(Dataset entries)

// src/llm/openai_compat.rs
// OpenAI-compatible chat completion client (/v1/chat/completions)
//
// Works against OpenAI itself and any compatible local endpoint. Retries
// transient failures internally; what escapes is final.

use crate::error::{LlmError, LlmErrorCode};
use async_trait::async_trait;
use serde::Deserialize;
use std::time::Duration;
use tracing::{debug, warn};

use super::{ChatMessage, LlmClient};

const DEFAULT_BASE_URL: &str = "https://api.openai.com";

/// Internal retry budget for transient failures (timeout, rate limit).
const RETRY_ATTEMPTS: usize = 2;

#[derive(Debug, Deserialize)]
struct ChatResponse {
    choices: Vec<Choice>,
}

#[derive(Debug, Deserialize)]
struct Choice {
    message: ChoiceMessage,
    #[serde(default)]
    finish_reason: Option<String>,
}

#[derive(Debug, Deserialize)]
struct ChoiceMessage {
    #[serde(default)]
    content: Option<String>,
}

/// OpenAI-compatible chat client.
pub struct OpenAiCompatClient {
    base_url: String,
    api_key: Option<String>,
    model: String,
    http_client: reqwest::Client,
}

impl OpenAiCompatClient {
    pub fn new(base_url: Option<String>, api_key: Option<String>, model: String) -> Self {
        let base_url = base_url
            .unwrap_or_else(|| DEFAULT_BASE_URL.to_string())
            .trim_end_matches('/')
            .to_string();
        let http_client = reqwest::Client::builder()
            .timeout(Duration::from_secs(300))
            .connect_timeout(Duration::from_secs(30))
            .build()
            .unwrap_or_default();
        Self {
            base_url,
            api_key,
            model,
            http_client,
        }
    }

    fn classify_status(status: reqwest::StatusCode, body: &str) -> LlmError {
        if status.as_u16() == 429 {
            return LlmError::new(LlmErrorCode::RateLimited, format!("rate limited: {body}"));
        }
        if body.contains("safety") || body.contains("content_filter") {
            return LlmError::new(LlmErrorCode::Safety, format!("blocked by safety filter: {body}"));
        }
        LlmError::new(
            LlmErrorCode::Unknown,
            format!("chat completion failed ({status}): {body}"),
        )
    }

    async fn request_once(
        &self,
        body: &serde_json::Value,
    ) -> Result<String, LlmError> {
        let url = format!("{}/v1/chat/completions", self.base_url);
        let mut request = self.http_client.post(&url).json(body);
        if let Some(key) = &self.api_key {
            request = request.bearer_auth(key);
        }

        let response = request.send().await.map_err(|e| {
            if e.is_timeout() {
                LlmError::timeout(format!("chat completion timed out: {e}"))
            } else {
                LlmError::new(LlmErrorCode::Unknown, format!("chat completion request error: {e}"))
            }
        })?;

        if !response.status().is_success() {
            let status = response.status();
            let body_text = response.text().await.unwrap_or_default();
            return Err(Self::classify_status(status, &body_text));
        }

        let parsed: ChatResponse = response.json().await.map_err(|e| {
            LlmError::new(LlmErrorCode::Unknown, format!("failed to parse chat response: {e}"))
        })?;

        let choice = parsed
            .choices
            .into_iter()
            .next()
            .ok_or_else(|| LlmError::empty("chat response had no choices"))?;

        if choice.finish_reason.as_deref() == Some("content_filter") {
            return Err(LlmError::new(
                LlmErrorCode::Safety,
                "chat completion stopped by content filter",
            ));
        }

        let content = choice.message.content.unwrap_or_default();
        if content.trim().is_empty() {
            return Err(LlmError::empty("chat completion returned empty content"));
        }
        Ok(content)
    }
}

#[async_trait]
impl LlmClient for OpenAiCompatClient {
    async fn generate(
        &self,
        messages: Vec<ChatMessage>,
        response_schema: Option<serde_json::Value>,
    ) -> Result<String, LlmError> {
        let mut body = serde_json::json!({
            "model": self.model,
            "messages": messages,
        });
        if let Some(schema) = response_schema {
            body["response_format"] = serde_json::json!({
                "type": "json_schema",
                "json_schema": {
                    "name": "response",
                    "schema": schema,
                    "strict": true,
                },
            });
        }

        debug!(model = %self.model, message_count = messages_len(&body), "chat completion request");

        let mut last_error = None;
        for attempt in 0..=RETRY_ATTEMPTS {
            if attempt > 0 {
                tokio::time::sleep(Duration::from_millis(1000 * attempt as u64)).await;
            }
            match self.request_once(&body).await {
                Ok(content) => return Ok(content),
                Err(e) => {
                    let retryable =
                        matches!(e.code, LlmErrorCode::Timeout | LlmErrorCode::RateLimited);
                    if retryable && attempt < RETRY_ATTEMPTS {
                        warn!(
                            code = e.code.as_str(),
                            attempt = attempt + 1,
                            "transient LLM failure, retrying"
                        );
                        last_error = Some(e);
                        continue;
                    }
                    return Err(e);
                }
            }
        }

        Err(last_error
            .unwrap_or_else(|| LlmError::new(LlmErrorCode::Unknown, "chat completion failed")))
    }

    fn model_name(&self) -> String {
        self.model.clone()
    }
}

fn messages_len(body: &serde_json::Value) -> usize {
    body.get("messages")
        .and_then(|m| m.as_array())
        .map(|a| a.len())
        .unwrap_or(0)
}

- _WHAT YOU ARE ASKED TO DO_:
"Option" is the string to look for; please copy every line of the records above where it appears.

- _TASK RESULT_:
    finish_reason: Option<String>,
    content: Option<String>,
    api_key: Option<String>,
    pub fn new(base_url: Option<String>, api_key: Option<String>, model: String) -> Self {
        response_schema: Option<serde_json::Value>,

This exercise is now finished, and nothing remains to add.